At the beginning of each "Calzada week" Becki would get lab work done, then a chelation, and then would meet with Dr. Calzada. On this second trip, Dr. Calzada drew a drop of her blood and analzyed it under a microscope. He saw that her blood looked much clearer and healthier. The problem was a 400 point rise in her IgA levels as well as other lab indicators that really concerned the doctor. For those of us who aren't so medically savy, we didn't understand how her blood could look better but have the actual disease be worse. Apparently IgA's are formed in your bone marrow cells and that is what has gone awry.

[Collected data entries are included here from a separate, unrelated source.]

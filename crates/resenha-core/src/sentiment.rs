//! Sentiment classification.
//!
//! Two distinct classifiers exist on purpose and must not be conflated:
//!
//! - [`classify_rating`] maps the star rating to a sentiment and is the
//!   classifier used by the alerting and reporting paths.
//! - [`classify_text`] scans fixed Portuguese word lists and is used only
//!   where no rating is available (marketplace-sync text analysis).

use once_cell::sync::Lazy;
use serde::{Deserialize, Serialize};
use std::collections::HashSet;

use crate::review::Review;

/// Sentiment label for a review.
#[derive(Debug, Clone, Copy, PartialEq, Eq, Hash, Serialize, Deserialize, Default)]
#[serde(rename_all = "snake_case")]
pub enum Sentiment {
    Positive,
    #[default]
    Neutral,
    Negative,
}

impl Sentiment {
    /// Get the sentiment as a string.
    pub fn as_str(&self) -> &str {
        match self {
            Self::Positive => "positive",
            Self::Neutral => "neutral",
            Self::Negative => "negative",
        }
    }

    /// Get the sentiment from a string.
    pub fn from_str(s: &str) -> Option<Self> {
        match s.to_lowercase().as_str() {
            "positive" | "positivo" => Some(Self::Positive),
            "neutral" | "neutro" => Some(Self::Neutral),
            "negative" | "negativo" => Some(Self::Negative),
            _ => None,
        }
    }
}

impl std::fmt::Display for Sentiment {
    fn fmt(&self, f: &mut std::fmt::Formatter<'_>) -> std::fmt::Result {
        write!(f, "{}", self.as_str())
    }
}

/// Classify a review by its star rating.
///
/// Ratings of 4 and above are positive, 2 and below negative, everything
/// else neutral. Total over all ratings; out-of-range values are accepted
/// as-is (range validation is caller-owned).
pub fn classify_rating(rating: u8) -> Sentiment {
    if rating >= 4 {
        Sentiment::Positive
    } else if rating <= 2 {
        Sentiment::Negative
    } else {
        Sentiment::Neutral
    }
}

static POSITIVE_WORDS: Lazy<HashSet<&'static str>> = Lazy::new(|| {
    [
        "bom", "boa", "ótimo", "otimo", "ótima", "otima", "excelente", "maravilhoso",
        "maravilhosa", "perfeito", "perfeita", "adorei", "amei", "gostei", "recomendo",
        "lindo", "linda", "rápido", "rapido", "rápida", "rapida", "satisfeito", "satisfeita",
        "funciona", "superou", "incrível", "incrivel", "top",
    ]
    .into_iter()
    .collect()
});

static NEGATIVE_WORDS: Lazy<HashSet<&'static str>> = Lazy::new(|| {
    [
        "ruim", "péssimo", "pessimo", "péssima", "pessima", "horrível", "horrivel",
        "terrível", "terrivel", "defeito", "quebrado", "quebrada", "demorou", "atraso",
        "atrasado", "decepção", "decepcao", "decepcionado", "decepcionada", "problema",
        "lixo", "enganação", "enganacao", "odiei", "fraco", "fraca", "lento", "lenta",
    ]
    .into_iter()
    .collect()
});

/// Classify free text by scanning fixed positive/negative word lists.
///
/// Whichever list collects more hits wins; ties (including zero hits on
/// both sides) resolve to neutral.
pub fn classify_text(text: &str) -> Sentiment {
    let lowered = text.to_lowercase();
    let words: Vec<&str> = lowered
        .split(|c: char| !c.is_alphanumeric())
        .filter(|w| !w.is_empty())
        .collect();

    let positive = words.iter().filter(|w| POSITIVE_WORDS.contains(*w)).count();
    let negative = words.iter().filter(|w| NEGATIVE_WORDS.contains(*w)).count();

    match positive.cmp(&negative) {
        std::cmp::Ordering::Greater => Sentiment::Positive,
        std::cmp::Ordering::Less => Sentiment::Negative,
        std::cmp::Ordering::Equal => Sentiment::Neutral,
    }
}

/// Sentiment counts over a review collection (rating-based).
#[derive(Debug, Clone, Copy, Default, Serialize, Deserialize)]
pub struct SentimentDistribution {
    pub positive: u64,
    pub neutral: u64,
    pub negative: u64,
    pub total: u64,
}

impl SentimentDistribution {
    /// Percentage of positive reviews, 0 when the collection is empty.
    pub fn positive_rate(&self) -> f64 {
        if self.total == 0 {
            0.0
        } else {
            self.positive as f64 / self.total as f64 * 100.0
        }
    }

    /// Percentage of negative reviews, 0 when the collection is empty.
    pub fn negative_rate(&self) -> f64 {
        if self.total == 0 {
            0.0
        } else {
            self.negative as f64 / self.total as f64 * 100.0
        }
    }
}

/// Compute the rating-based sentiment distribution of a review collection.
pub fn sentiment_distribution(reviews: &[Review]) -> SentimentDistribution {
    let mut dist = SentimentDistribution::default();
    for review in reviews {
        match classify_rating(review.rating) {
            Sentiment::Positive => dist.positive += 1,
            Sentiment::Neutral => dist.neutral += 1,
            Sentiment::Negative => dist.negative += 1,
        }
        dist.total += 1;
    }
    dist
}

We don't really understand it either, but basically Becki's IgA is being made with only short chains instead of healthy IgA that is made of 2 long chains and 2 short chains. The real sign of improvement for Becki is if the IgA is made appropriately and the levels decrease.

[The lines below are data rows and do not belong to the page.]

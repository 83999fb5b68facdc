//! Rule evaluation.
//!
//! Evaluation is a pure function over the rule, the review under test, and
//! a read-only snapshot of the alert history. The history parameter exists
//! only for frequency conditions; everything else is stateless.

use chrono::{DateTime, Duration, Utc};

use resenha_core::{classify_rating, Review, Sentiment};

use crate::alert::{Alert, AlertType};
use crate::error::{Error, Result};
use crate::rule::{AlertRule, ConditionOperator, ConditionType, RuleCondition};

/// Window inspected by frequency conditions.
const FREQUENCY_WINDOW_HOURS: i64 = 24;

/// Evaluate a rule against a review.
///
/// Returns `Ok(true)` only when every condition holds. An empty condition
/// list is vacuously true. Every condition is evaluated, so a malformed
/// condition surfaces as an error even when an earlier condition already
/// failed; the manager uses this to skip and log the whole rule.
pub fn evaluate_rule(
    rule: &AlertRule,
    review: &Review,
    history: &[Alert],
    now: DateTime<Utc>,
) -> Result<bool> {
    let mut fired = true;
    for condition in &rule.conditions {
        fired &= evaluate_condition(condition, review, history, now)?;
    }
    Ok(fired)
}

fn evaluate_condition(
    condition: &RuleCondition,
    review: &Review,
    history: &[Alert],
    now: DateTime<Utc>,
) -> Result<bool> {
    match condition.condition {
        ConditionType::Rating => evaluate_rating(condition, review),
        ConditionType::Keyword => evaluate_keyword(condition, review),
        ConditionType::Sentiment => evaluate_sentiment(condition, review),
        ConditionType::Frequency => evaluate_frequency(condition, review, history, now),
    }
}

fn evaluate_rating(condition: &RuleCondition, review: &Review) -> Result<bool> {
    let threshold: f64 = condition.value.trim().parse().map_err(|_| {
        Error::InvalidCondition(format!("rating value is not numeric: {:?}", condition.value))
    })?;
    let rating = review.rating as f64;

    match condition.operator {
        ConditionOperator::Equals => Ok(rating == threshold),
        ConditionOperator::LessThan => Ok(rating < threshold),
        ConditionOperator::GreaterThan => Ok(rating > threshold),
        op => Err(Error::InvalidCondition(format!(
            "operator {:?} is not applicable to rating conditions",
            op
        ))),
    }
}

fn evaluate_keyword(condition: &RuleCondition, review: &Review) -> Result<bool> {
    let comment = review.comment.to_lowercase();
    let any_match = condition
        .value
        .split(',')
        .map(|k| k.trim().to_lowercase())
        .filter(|k| !k.is_empty())
        .any(|k| comment.contains(&k));

    match condition.operator {
        ConditionOperator::Contains => Ok(any_match),
        ConditionOperator::NotContains => Ok(!any_match),
        op => Err(Error::InvalidCondition(format!(
            "operator {:?} is not applicable to keyword conditions",
            op
        ))),
    }
}

fn evaluate_sentiment(condition: &RuleCondition, review: &Review) -> Result<bool> {
    let expected = Sentiment::from_str(condition.value.trim()).ok_or_else(|| {
        Error::InvalidCondition(format!("unknown sentiment label: {:?}", condition.value))
    })?;

    match condition.operator {
        ConditionOperator::Equals => Ok(classify_rating(review.rating) == expected),
        op => Err(Error::InvalidCondition(format!(
            "operator {:?} is not applicable to sentiment conditions",
            op
        ))),
    }
}

fn evaluate_frequency(
    condition: &RuleCondition,
    review: &Review,
    history: &[Alert],
    now: DateTime<Utc>,
) -> Result<bool> {
    let threshold: u64 = condition.value.trim().parse().map_err(|_| {
        Error::InvalidCondition(format!(
            "frequency value is not an integer: {:?}",
            condition.value
        ))
    })?;

    match condition.operator {
        ConditionOperator::GreaterThan => {
            let cutoff = now - Duration::hours(FREQUENCY_WINDOW_HOURS);
            let recent = history
                .iter()
                .filter(|a| {
                    matches!(a.alert_type, AlertType::Critical | AlertType::Urgent)
                        && a.product_id == review.product_id
                        && a.date > cutoff
                })
                .count() as u64;
            Ok(recent > threshold)
        }
        op => Err(Error::InvalidCondition(format!(
            "operator {:?} is not applicable to frequency conditions",
            op
        ))),
    }
}

#[cfg(test)]
mod tests {
    use super::*;
    use crate::alert::AlertPriority;
    use crate::rule::RuleCondition;
    use resenha_core::Product;

    fn rating_rule(condition: RuleCondition) -> AlertRule {
        AlertRule::new("test").with_condition(condition)
    }

    #[test]
    fn test_rating_less_than() {
        let rule = rating_rule(RuleCondition::rating_below(3));
        for (rating, expected) in [(1, true), (2, true), (3, false), (4, false), (5, false)] {
            let review = Review::new("r", "p1", rating, "ótimo");
            assert_eq!(
                evaluate_rule(&rule, &review, &[], Utc::now()).unwrap(),
                expected,
                "rating {}",
                rating
            );
        }
    }

    #[test]
    fn test_keyword_contains_any() {
        let rule = rating_rule(RuleCondition::keyword_contains("defeito, quebrado"));
        let hit = Review::new("r", "p1", 3, "Chegou QUEBRADO");
        let miss = Review::new("r", "p1", 3, "tudo certo");

        assert!(evaluate_rule(&rule, &hit, &[], Utc::now()).unwrap());
        assert!(!evaluate_rule(&rule, &miss, &[], Utc::now()).unwrap());
    }

    #[test]
    fn test_keyword_not_contains_none() {
        let rule = rating_rule(RuleCondition::keyword_not_contains("defeito,quebrado"));
        let clean = Review::new("r", "p1", 3, "tudo certo");
        let dirty = Review::new("r", "p1", 3, "veio com defeito");

        assert!(evaluate_rule(&rule, &clean, &[], Utc::now()).unwrap());
        assert!(!evaluate_rule(&rule, &dirty, &[], Utc::now()).unwrap());
    }

    #[test]
    fn test_sentiment_equals() {
        let rule = rating_rule(RuleCondition::sentiment_equals(Sentiment::Negative));
        assert!(evaluate_rule(&rule, &Review::new("r", "p1", 1, ""), &[], Utc::now()).unwrap());
        assert!(!evaluate_rule(&rule, &Review::new("r", "p1", 5, ""), &[], Utc::now()).unwrap());
    }

    #[test]
    fn test_and_semantics() {
        let rule = AlertRule::new("combo")
            .with_condition(RuleCondition::rating_below(3))
            .with_condition(RuleCondition::keyword_contains("defeito"));

        let both = Review::new("r", "p1", 1, "defeito grave");
        let only_rating = Review::new("r", "p1", 1, "não gostei");

        assert!(evaluate_rule(&rule, &both, &[], Utc::now()).unwrap());
        assert!(!evaluate_rule(&rule, &only_rating, &[], Utc::now()).unwrap());
    }

    #[test]
    fn test_empty_conditions_vacuously_true() {
        let rule = AlertRule::new("empty");
        let review = Review::new("r", "p1", 5, "");
        assert!(evaluate_rule(&rule, &review, &[], Utc::now()).unwrap());
    }

    #[test]
    fn test_frequency_threshold() {
        let now = Utc::now();
        let product = Product::new("p1", "Fone");
        let review = Review::new("r", "p1", 1, "");

        let mut history = Vec::new();
        let rule = rating_rule(RuleCondition::frequency_above(5));

        // Five prior critical alerts: 5 > 5 is false, must not fire.
        for i in 0..5 {
            let r = Review::new(format!("r{}", i), "p1", 1, "");
            history.push(Alert::from_review(
                AlertType::Critical,
                AlertPriority::High,
                &r,
                &product,
                now - Duration::hours(1),
            ));
        }
        assert!(!evaluate_rule(&rule, &review, &history, now).unwrap());

        // Sixth prior alert crosses the threshold.
        history.push(Alert::from_review(
            AlertType::Urgent,
            AlertPriority::High,
            &Review::new("r6", "p1", 1, ""),
            &product,
            now - Duration::minutes(5),
        ));
        assert!(evaluate_rule(&rule, &review, &history, now).unwrap());
    }

    #[test]
    fn test_frequency_ignores_old_and_foreign_alerts() {
        let now = Utc::now();
        let product = Product::new("p1", "Fone");
        let review = Review::new("r", "p1", 1, "");
        let rule = rating_rule(RuleCondition::frequency_above(0));

        // Outside the 24h window.
        let stale = Alert::from_review(
            AlertType::Critical,
            AlertPriority::High,
            &Review::new("r1", "p1", 1, ""),
            &product,
            now - Duration::hours(25),
        );
        // Different product.
        let foreign = Alert::from_review(
            AlertType::Critical,
            AlertPriority::High,
            &Review::new("r2", "p2", 1, ""),
            &Product::new("p2", "Outro"),
            now,
        );
        // Non-critical type.
        let mild = Alert::from_review(
            AlertType::Warning,
            AlertPriority::Low,
            &Review::new("r3", "p1", 3, ""),
            &product,
            now,
        );

        assert!(!evaluate_rule(&rule, &review, &[stale, foreign, mild], now).unwrap());
    }

    #[test]
    fn test_invalid_condition_is_an_error() {
        let rule = rating_rule(RuleCondition {
            condition: ConditionType::Rating,
            operator: ConditionOperator::Contains,
            value: "3".to_string(),
        });
        let review = Review::new("r", "p1", 3, "");
        assert!(evaluate_rule(&rule, &review, &[], Utc::now()).is_err());
    }

    #[test]
    fn test_malformed_value_is_an_error_even_after_false_condition() {
        let rule = AlertRule::new("broken")
            .with_condition(RuleCondition::rating_below(1))
            .with_condition(RuleCondition {
                condition: ConditionType::Rating,
                operator: ConditionOperator::Equals,
                value: "abc".to_string(),
            });
        let review = Review::new("r", "p1", 5, "");
        assert!(evaluate_rule(&rule, &review, &[], Utc::now()).is_err());
    }
}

The doctor told her that he was going to give her 1 month and if the IgA wasn't looking any better, she would have to undergo chemo and bone marrow transplants at the Huntsman Cancer Institute in Salt Lake. He discussed with her that all she had been doing to strengthen and cleanse her body would help her get through the chemo and transplants easier if she had to go that route.

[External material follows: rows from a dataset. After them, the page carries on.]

//! Error types for the reporting engine.

use thiserror::Error;

/// Result type for report operations.
pub type Result<T> = std::result::Result<T, Error>;

/// Errors that can occur in the reporting engine.
#[derive(Debug, Error)]
pub enum Error {
    /// No template registered under the requested id.
    #[error("Template not found: {0}")]
    TemplateNotFound(String),

    /// Report not found.
    #[error("Not found: {0}")]
    NotFound(String),

    /// Operation not valid for the report's current status.
    #[error("Invalid report state: {0}")]
    InvalidState(String),

    /// Aggregation step failed.
    #[error("Report generation failed: {0}")]
    Generation(String),

    /// Serialization failed.
    #[error("Serialization failed: {0}")]
    Serialization(#[from] serde_json::Error),

    /// Other error.
    #[error("Other: {0}")]
    Other(#[from] anyhow::Error),
}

Becki emailed the family and expressed how she was "scared spitless" of even thinking about going down that path.
When she got her labs back at the end of the week her white blood count had actually improved, her calcium was still in the normal range (which meant the bones weren't involved yet) and her kidneys and liver looked great! These are good things.
Undergoing all these treatments was not fun, but Becki had an experience with another of Dr. Calzada's patients that made it all worth it for her:
"The woman with breast cancer got out late like we did and asked us if we wanted to ride with her instead of taking the shuttle. While we were sitting in the very long border line, she asked us if we were Mormon - just like that - out of the blue "are you Mormon?". When we said yes, she said, "so, what do you believe?" In my 51 years, no one has ever asked me that question. It was SO COOL. I gave her a 10 minute spiel and she acted very interested. We are going to try to find a church and pick up a BOM [Book of Mormon] for her. I have taught the missionary discussions many times as a stake missionary, but this was so real missionaryish! It made the whole week worth it."
Well the month passed, Becki had new labs done, and nothing had improved enough. The cancer had clearly moved out of the smoldering state and was getting ugly. Unfortunately, it is a race with the clock. The one thing we needed we didn't have- and that's more time. Dr. Calzada told Becki she needed to go to Huntsman and do whatever they told her to do.